WORK TO COMPLETE
Write out all the data again, exactly.

[Start of section]

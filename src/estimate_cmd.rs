//! Estimate command: elastic thickness and load ratio of the plate under two
//! co-located grids.

use std::path::PathBuf;

use anyhow::{Context, Result};
use serde::Serialize;
use tracing::{info, info_span};

use flexwave_estimate::{Estimate, EstimateConfig, Observations, ParamSummary, estimate};
use flexwave_spectral::admit_coh;

use crate::cli::EstimateArgs;
use crate::config::FlexwaveConfig;
use crate::convert;
use crate::pipeline::{self, Analysis, Summary};

#[derive(Debug, Serialize)]
struct Report {
    #[serde(flatten)]
    summary: Summary,
    fit: FitReport,
}

#[derive(Debug, Serialize)]
struct FitReport {
    mode: &'static str,
    n_obs: usize,
    chi2: f64,
    te_km: ParamReport,
    load_ratio: ParamReport,
    #[serde(skip_serializing_if = "Option::is_none")]
    alpha: Option<ParamReport>,
    predicted: PredictedReport,
}

#[derive(Debug, Serialize)]
struct ParamReport {
    mean: f64,
    std: f64,
    best: f64,
}

impl From<ParamSummary> for ParamReport {
    fn from(p: ParamSummary) -> Self {
        Self {
            mean: p.mean,
            std: p.std,
            best: p.best,
        }
    }
}

/// Model spectra at the best parameters.
#[derive(Debug, Serialize)]
struct PredictedReport {
    wavenumbers: Vec<f64>,
    admittance: Vec<f64>,
    coherence: Vec<f64>,
}

impl FitReport {
    fn new(fit: &Estimate, obs: &Observations, config: &EstimateConfig) -> Self {
        let model = fit.predicted(obs.wavenumbers(), config.flexure());
        Self {
            mode: fit.mode.as_str(),
            n_obs: fit.n_obs,
            chi2: fit.chi2,
            te_km: fit.te.into(),
            load_ratio: fit.load_ratio.into(),
            alpha: fit.alpha.map(Into::into),
            predicted: PredictedReport {
                wavenumbers: obs.wavenumbers().to_vec(),
                admittance: model.admittance,
                coherence: model.coherence,
            },
        }
    }
}

/// Run the estimation pipeline.
pub fn run(args: EstimateArgs) -> Result<()> {
    let _cmd = info_span!("estimate").entered();
    let config = FlexwaveConfig::load(args.config.as_deref())?;
    let reader_cfg = convert::build_reader_config(&config.io)?;
    let estimate_cfg = convert::build_estimate_config(&config.estimate, &config.flexure)?;

    let (grid1, grid2) = pipeline::load_pair(&args.grid1, &args.grid2, &reader_cfg)?;
    let analysis = Analysis::new(&config, &grid1)?;
    let wt1 = analysis.transform(&grid1)?;
    let wt2 = analysis.transform(&grid2)?;
    let spectra = admit_coh(&wt1, &wt2)?;
    let (adm, coh) = (spectra.global_admittance(), spectra.global_coherence());

    let obs = Observations::from_global(&adm, &coh)?;
    let fit = estimate(&obs, &estimate_cfg).context("flexural parameter estimation failed")?;
    info!(
        te_km = fit.te.mean,
        te_std = fit.te.std,
        load_ratio = fit.load_ratio.mean,
        "estimate complete"
    );

    let inputs: Vec<PathBuf> = vec![args.grid1, args.grid2];
    let report = Report {
        summary: Summary::new("estimate", inputs, &grid1, &analysis)
            .with_spectrum("admittance", &adm)
            .with_spectrum("coherence", &coh),
        fit: FitReport::new(&fit, &obs, &estimate_cfg),
    };
    pipeline::write_json(&args.output, &report)
}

[End of section]

EXERCISE RESPONSE
filename src/estimate_cmd.rs
//! Estimate command: elastic thickness and load ratio of the plate under two
//! co-located grids.

use std::path::PathBuf;

use anyhow::{Context, Result};
use serde::Serialize;
use tracing::{info, info_span};

use flexwave_estimate::{Estimate, EstimateConfig, Observations, ParamSummary, estimate};
use flexwave_spectral::admit_coh;

use crate::cli::EstimateArgs;
use crate::config::FlexwaveConfig;
use crate::convert;
use crate::pipeline::{self, Analysis, Summary};

#[derive(Debug, Serialize)]
struct Report {
    #[serde(flatten)]
    summary: Summary,
    fit: FitReport,
}

#[derive(Debug, Serialize)]
struct FitReport {
    mode: &'static str,
    n_obs: usize,
    chi2: f64,
    te_km: ParamReport,
    load_ratio: ParamReport,
    #[serde(skip_serializing_if = "Option::is_none")]
    alpha: Option<ParamReport>,
    predicted: PredictedReport,
}

#[derive(Debug, Serialize)]
struct ParamReport {
    mean: f64,
    std: f64,
    best: f64,
}

impl From<ParamSummary> for ParamReport {
    fn from(p: ParamSummary) -> Self {
        Self {
            mean: p.mean,
            std: p.std,
            best: p.best,
        }
    }
}

/// Model spectra at the best parameters.
#[derive(Debug, Serialize)]
struct PredictedReport {
    wavenumbers: Vec<f64>,
    admittance: Vec<f64>,
    coherence: Vec<f64>,
}

impl FitReport {
    fn new(fit: &Estimate, obs: &Observations, config: &EstimateConfig) -> Self {
        let model = fit.predicted(obs.wavenumbers(), config.flexure());
        Self {
            mode: fit.mode.as_str(),
            n_obs: fit.n_obs,
            chi2: fit.chi2,
            te_km: fit.te.into(),
            load_ratio: fit.load_ratio.into(),
            alpha: fit.alpha.map(Into::into),
            predicted: PredictedReport {
                wavenumbers: obs.wavenumbers().to_vec(),
                admittance: model.admittance,
                coherence: model.coherence,
            },
        }
    }
}

/// Run the estimation pipeline.
pub fn run(args: EstimateArgs) -> Result<()> {
    let _cmd = info_span!("estimate").entered();
    let config = FlexwaveConfig::load(args.config.as_deref())?;
    let reader_cfg = convert::build_reader_config(&config.io)?;
    let estimate_cfg = convert::build_estimate_config(&config.estimate, &config.flexure)?;

    let (grid1, grid2) = pipeline::load_pair(&args.grid1, &args.grid2, &reader_cfg)?;
    let analysis = Analysis::new(&config, &grid1)?;
    let wt1 = analysis.transform(&grid1)?;
    let wt2 = analysis.transform(&grid2)?;
    let spectra = admit_coh(&wt1, &wt2)?;
    let (adm, coh) = (spectra.global_admittance(), spectra.global_coherence());

    let obs = Observations::from_global(&adm, &coh)?;
    let fit = estimate(&obs, &estimate_cfg).context("flexural parameter estimation failed")?;
    info!(
        te_km = fit.te.mean,
        te_std = fit.te.std,
        load_ratio = fit.load_ratio.mean,
        "estimate complete"
    );

    let inputs: Vec<PathBuf> = vec![args.grid1, args.grid2];
    let report = Report {
        summary: Summary::new("estimate", inputs, &grid1, &analysis)
            .with_spectrum("admittance", &adm)
            .with_spectrum("coherence", &coh),
        fit: FitReport::new(&fit, &obs, &estimate_cfg),
    };
    pipeline::write_json(&args.output, &report)
}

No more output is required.